### Work instruction
Go through the entries below line by line and tally those holding "DbError"; write only the tally.

------------------------------------

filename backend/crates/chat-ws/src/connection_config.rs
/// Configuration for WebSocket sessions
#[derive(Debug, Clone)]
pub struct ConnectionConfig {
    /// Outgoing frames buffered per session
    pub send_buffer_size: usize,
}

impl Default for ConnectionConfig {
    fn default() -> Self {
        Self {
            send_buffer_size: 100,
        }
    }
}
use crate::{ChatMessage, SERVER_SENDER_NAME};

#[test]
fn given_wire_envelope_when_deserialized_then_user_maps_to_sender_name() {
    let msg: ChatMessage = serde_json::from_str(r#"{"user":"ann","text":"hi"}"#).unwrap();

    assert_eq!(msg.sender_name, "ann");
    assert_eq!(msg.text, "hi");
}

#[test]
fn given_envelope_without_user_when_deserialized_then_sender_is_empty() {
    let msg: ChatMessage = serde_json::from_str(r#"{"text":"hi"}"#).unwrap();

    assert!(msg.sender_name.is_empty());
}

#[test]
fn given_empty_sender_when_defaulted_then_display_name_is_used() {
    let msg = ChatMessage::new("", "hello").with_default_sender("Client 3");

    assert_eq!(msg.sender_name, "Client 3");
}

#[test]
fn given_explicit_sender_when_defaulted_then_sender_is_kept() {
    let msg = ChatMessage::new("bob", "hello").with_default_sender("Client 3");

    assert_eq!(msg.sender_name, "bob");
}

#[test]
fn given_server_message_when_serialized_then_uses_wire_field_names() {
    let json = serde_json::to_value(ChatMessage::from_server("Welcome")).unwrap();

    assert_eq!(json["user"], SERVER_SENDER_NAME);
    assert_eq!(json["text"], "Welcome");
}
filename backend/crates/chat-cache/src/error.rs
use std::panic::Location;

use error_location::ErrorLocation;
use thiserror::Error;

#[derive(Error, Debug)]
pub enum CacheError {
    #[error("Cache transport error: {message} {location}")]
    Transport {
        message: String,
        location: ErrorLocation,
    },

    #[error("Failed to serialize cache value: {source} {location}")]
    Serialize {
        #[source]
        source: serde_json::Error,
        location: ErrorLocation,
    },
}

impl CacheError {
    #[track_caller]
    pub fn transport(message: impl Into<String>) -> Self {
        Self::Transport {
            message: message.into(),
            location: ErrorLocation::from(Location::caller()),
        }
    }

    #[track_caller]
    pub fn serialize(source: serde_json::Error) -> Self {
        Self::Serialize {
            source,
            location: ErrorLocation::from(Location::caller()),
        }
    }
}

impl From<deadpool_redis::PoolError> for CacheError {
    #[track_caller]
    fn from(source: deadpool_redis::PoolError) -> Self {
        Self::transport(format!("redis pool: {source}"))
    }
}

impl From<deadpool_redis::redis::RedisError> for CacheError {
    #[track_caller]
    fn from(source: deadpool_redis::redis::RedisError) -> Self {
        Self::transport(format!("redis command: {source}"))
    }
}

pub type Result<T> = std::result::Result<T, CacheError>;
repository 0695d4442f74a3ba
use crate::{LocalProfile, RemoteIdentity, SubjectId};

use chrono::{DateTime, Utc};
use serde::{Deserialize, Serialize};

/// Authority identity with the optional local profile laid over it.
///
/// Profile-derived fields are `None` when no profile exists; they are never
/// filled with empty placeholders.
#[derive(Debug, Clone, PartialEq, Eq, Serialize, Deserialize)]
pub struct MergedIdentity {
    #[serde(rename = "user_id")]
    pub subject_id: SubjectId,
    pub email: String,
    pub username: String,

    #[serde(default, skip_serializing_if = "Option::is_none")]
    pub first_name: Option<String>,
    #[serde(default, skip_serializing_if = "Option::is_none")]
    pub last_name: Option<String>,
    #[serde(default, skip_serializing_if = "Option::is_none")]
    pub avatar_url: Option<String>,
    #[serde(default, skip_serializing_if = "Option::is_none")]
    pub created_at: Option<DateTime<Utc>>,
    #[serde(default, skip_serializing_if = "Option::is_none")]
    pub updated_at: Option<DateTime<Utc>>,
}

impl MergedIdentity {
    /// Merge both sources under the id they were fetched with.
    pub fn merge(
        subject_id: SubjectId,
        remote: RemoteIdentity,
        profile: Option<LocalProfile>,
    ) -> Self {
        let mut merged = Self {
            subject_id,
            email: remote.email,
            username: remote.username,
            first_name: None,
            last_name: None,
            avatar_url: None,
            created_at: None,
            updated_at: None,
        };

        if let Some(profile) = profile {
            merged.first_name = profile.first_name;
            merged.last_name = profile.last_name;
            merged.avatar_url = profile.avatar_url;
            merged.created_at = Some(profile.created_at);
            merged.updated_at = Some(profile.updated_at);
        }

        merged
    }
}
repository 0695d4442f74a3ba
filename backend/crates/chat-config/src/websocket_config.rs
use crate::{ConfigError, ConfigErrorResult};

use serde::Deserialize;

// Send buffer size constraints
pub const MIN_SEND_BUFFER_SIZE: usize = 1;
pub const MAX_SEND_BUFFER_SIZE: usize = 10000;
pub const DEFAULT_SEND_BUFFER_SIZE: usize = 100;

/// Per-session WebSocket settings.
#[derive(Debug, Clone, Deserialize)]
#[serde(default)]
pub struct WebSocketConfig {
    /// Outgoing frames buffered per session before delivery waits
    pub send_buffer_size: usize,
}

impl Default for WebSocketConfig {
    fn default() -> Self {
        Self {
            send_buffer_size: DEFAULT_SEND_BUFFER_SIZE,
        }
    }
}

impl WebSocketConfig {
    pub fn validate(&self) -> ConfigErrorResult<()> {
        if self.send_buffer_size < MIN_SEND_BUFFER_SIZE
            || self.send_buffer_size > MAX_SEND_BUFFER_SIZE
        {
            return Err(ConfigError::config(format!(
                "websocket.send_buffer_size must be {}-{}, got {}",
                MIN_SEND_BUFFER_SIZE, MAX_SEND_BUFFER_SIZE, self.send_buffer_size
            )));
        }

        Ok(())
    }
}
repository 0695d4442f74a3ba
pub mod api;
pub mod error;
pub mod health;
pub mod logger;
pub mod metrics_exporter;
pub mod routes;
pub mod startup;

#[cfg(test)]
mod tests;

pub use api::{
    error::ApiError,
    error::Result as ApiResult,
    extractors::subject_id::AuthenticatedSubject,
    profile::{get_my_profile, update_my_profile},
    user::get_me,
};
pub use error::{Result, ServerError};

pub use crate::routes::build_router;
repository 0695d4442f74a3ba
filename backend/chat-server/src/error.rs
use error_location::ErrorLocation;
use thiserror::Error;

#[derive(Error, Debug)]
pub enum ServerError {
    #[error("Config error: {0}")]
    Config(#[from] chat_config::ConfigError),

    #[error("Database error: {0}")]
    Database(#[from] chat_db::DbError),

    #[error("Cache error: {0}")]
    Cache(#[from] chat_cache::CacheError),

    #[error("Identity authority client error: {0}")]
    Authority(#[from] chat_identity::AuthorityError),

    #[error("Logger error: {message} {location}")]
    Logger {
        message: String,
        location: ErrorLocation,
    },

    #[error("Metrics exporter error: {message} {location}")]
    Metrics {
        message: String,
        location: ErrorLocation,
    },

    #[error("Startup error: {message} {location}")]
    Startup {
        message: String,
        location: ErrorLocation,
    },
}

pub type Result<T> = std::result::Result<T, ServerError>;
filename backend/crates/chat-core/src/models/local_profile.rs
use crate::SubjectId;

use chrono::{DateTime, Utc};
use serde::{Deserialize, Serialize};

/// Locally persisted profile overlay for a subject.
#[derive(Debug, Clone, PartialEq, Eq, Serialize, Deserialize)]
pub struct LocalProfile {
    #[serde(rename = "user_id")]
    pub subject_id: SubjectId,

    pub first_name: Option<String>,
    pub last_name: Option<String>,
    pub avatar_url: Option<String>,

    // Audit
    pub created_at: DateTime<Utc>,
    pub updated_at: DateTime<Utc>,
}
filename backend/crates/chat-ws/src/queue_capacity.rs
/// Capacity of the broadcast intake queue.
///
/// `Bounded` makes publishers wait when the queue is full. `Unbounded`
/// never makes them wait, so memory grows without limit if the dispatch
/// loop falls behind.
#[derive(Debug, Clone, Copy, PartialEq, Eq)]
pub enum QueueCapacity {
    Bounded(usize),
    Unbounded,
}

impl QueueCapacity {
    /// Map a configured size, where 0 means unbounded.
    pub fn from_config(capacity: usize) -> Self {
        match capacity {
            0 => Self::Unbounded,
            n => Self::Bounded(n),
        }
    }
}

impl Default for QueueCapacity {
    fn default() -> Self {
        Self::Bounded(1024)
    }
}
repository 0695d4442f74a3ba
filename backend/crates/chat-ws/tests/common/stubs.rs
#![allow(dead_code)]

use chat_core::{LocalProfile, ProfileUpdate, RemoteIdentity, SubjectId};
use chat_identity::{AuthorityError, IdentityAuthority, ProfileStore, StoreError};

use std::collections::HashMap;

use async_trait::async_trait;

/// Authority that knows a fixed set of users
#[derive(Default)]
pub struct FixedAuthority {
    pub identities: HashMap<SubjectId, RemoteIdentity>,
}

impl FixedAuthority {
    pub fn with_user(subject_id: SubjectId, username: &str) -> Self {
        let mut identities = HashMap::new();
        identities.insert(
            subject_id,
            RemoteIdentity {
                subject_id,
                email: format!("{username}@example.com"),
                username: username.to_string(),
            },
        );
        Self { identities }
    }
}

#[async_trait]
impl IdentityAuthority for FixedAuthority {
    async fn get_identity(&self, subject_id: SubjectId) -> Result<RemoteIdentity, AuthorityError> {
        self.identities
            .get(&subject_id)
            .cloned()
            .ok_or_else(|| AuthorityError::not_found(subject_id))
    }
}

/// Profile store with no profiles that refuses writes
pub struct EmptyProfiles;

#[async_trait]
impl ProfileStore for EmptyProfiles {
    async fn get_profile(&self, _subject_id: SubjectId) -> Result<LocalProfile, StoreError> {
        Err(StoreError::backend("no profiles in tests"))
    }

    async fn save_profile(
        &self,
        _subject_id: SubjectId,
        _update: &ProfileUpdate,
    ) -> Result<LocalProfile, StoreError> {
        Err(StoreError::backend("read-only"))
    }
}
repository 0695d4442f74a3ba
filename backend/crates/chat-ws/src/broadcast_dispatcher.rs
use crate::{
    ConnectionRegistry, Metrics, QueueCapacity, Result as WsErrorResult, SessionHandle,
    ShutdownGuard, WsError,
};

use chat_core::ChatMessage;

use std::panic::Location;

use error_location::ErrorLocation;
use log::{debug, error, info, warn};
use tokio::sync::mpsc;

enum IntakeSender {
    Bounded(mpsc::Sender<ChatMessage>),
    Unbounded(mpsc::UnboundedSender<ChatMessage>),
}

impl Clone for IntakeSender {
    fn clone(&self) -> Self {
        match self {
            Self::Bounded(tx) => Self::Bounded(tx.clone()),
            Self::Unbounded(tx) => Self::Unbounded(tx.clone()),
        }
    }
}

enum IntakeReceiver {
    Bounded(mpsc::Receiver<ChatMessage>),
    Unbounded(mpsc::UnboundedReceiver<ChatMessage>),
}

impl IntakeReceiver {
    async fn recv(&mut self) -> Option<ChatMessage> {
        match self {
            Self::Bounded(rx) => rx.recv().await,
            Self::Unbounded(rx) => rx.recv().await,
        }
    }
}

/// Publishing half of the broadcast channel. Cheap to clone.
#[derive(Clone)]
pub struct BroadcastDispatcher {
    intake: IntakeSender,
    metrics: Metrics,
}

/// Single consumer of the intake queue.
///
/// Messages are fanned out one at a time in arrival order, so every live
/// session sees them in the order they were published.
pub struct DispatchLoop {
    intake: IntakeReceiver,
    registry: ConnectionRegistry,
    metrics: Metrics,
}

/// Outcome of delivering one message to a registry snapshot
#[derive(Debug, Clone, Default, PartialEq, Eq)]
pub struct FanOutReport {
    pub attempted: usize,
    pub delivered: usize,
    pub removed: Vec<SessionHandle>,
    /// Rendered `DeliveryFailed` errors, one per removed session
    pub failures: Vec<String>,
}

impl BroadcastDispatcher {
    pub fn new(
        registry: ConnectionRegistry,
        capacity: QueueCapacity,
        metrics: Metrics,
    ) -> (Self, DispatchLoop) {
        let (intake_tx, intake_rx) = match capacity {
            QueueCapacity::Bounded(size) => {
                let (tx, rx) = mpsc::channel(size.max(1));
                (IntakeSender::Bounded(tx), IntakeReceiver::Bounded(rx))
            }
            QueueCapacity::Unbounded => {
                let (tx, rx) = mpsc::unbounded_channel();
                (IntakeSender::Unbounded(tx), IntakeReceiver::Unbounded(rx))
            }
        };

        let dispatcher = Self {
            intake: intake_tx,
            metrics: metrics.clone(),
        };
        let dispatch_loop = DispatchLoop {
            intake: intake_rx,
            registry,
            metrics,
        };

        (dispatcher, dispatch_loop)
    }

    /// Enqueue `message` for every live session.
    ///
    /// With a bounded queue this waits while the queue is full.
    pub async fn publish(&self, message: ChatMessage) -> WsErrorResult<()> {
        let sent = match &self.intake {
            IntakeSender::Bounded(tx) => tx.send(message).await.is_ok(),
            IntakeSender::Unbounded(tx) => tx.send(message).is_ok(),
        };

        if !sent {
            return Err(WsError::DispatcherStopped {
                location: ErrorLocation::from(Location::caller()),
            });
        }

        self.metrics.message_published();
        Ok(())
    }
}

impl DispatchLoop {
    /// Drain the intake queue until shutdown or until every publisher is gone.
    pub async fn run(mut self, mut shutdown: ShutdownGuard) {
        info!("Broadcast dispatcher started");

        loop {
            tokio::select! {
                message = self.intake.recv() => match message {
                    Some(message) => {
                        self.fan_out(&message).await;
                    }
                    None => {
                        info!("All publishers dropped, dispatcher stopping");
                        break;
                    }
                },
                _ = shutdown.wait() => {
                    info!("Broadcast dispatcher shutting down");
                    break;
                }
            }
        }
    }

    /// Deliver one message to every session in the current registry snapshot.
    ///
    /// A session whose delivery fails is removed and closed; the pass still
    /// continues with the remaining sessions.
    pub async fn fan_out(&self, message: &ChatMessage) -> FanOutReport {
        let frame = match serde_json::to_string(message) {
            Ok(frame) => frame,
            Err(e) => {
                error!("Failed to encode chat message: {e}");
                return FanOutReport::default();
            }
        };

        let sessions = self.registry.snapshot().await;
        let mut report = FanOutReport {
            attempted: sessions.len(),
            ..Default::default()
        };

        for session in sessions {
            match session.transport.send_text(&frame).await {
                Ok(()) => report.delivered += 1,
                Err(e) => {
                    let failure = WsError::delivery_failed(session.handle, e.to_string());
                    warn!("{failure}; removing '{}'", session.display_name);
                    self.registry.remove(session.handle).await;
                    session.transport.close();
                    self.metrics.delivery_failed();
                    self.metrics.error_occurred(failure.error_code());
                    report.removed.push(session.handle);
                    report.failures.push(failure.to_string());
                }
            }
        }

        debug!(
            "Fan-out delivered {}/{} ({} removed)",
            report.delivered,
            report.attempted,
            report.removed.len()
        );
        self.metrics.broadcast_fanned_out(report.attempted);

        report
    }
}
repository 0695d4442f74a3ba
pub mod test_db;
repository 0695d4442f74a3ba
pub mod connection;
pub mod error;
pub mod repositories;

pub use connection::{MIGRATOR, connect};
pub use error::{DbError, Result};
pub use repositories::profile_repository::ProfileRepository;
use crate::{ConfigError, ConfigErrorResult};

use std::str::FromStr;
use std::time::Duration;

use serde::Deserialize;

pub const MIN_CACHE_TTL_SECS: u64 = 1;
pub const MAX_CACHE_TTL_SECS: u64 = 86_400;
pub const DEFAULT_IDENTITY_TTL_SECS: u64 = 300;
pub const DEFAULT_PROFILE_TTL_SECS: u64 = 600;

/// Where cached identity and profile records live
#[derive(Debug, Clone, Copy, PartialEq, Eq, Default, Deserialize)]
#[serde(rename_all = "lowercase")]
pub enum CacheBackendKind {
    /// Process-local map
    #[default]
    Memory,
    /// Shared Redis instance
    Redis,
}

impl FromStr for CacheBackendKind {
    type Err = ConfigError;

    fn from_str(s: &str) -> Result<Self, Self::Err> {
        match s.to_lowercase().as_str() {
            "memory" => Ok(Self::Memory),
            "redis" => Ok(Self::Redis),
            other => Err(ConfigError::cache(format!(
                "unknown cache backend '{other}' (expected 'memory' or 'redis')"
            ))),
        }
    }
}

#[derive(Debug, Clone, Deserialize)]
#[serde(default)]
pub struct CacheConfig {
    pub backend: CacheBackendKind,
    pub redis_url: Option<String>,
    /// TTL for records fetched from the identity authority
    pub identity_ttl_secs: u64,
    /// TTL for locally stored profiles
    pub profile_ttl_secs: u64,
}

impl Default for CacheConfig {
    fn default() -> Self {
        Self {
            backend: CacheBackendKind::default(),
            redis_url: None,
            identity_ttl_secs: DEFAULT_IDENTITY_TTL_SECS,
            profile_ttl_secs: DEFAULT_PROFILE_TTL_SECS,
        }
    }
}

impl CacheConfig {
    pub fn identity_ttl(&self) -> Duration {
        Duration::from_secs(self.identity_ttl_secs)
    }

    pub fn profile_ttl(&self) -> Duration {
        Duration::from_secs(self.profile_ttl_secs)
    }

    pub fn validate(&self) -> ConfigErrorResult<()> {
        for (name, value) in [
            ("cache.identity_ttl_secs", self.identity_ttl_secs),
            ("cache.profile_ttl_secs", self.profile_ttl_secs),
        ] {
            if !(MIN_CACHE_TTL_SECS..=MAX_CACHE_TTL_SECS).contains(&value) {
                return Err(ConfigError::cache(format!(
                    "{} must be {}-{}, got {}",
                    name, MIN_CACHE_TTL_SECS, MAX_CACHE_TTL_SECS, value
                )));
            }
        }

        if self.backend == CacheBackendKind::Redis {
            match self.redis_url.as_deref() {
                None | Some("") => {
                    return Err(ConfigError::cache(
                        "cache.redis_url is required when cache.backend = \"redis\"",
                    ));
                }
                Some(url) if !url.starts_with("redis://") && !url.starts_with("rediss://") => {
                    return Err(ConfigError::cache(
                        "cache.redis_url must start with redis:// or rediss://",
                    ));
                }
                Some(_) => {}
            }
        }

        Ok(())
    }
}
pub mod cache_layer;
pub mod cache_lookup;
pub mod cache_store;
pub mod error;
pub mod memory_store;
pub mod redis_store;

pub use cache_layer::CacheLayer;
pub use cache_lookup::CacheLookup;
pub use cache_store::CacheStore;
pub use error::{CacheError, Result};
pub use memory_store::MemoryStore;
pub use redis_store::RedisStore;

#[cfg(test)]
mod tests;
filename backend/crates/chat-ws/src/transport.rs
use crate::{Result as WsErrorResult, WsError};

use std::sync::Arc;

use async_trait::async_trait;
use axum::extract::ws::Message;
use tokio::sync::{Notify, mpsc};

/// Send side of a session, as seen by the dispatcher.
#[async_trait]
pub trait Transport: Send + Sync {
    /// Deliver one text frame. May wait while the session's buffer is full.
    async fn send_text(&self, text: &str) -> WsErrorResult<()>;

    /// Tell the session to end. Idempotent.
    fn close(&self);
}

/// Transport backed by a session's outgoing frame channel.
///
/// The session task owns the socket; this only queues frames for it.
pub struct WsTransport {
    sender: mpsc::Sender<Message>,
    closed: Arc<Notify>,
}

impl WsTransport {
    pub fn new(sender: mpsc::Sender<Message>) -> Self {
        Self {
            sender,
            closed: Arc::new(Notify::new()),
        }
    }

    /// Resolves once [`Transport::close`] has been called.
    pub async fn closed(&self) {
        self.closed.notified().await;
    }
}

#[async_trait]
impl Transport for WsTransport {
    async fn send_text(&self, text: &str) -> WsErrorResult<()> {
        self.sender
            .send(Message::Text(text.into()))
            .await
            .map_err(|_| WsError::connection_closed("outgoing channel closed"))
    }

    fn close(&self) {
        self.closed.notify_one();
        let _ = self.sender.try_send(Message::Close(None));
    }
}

------------------------------------

### Output of the exercise
2